# Source information
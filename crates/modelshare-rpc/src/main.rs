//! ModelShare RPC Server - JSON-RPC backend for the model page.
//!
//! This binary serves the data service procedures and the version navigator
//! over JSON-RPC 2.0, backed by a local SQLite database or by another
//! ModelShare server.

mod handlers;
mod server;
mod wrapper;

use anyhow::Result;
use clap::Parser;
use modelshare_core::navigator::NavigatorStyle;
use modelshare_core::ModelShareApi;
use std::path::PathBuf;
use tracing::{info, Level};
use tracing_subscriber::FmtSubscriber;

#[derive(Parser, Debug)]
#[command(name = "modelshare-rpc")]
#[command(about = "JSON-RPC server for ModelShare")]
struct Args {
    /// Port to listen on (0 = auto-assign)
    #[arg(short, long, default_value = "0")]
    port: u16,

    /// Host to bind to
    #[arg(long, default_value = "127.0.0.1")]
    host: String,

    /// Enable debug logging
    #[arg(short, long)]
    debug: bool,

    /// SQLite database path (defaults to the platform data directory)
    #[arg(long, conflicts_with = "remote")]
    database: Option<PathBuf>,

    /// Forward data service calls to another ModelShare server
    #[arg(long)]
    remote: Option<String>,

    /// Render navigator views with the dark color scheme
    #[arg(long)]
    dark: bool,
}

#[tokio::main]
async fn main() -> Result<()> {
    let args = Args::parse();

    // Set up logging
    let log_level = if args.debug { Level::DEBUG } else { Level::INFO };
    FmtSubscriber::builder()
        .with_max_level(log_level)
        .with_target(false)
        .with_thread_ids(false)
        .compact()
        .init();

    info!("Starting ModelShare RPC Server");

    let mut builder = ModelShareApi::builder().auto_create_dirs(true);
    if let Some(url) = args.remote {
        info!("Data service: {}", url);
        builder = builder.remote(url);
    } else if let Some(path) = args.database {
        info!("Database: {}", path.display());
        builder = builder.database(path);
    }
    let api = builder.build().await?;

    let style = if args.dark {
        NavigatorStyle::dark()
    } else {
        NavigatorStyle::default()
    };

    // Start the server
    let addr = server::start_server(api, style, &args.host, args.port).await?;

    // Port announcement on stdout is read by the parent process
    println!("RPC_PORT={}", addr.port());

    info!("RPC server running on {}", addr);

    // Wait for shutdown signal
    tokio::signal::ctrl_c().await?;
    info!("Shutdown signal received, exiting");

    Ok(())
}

# Task prompt
Each line above from the one with "another ModelShare server" up to and including the one with "Set up logging" must be set down exactly, and no line outside that span may appear.

# Response to the exercise
    /// Forward data service calls to another ModelShare server
    #[arg(long)]
    remote: Option<String>,

    /// Render navigator views with the dark color scheme
    #[arg(long)]
    dark: bool,
}

#[tokio::main]
async fn main() -> Result<()> {
    let args = Args::parse();

    // Set up logging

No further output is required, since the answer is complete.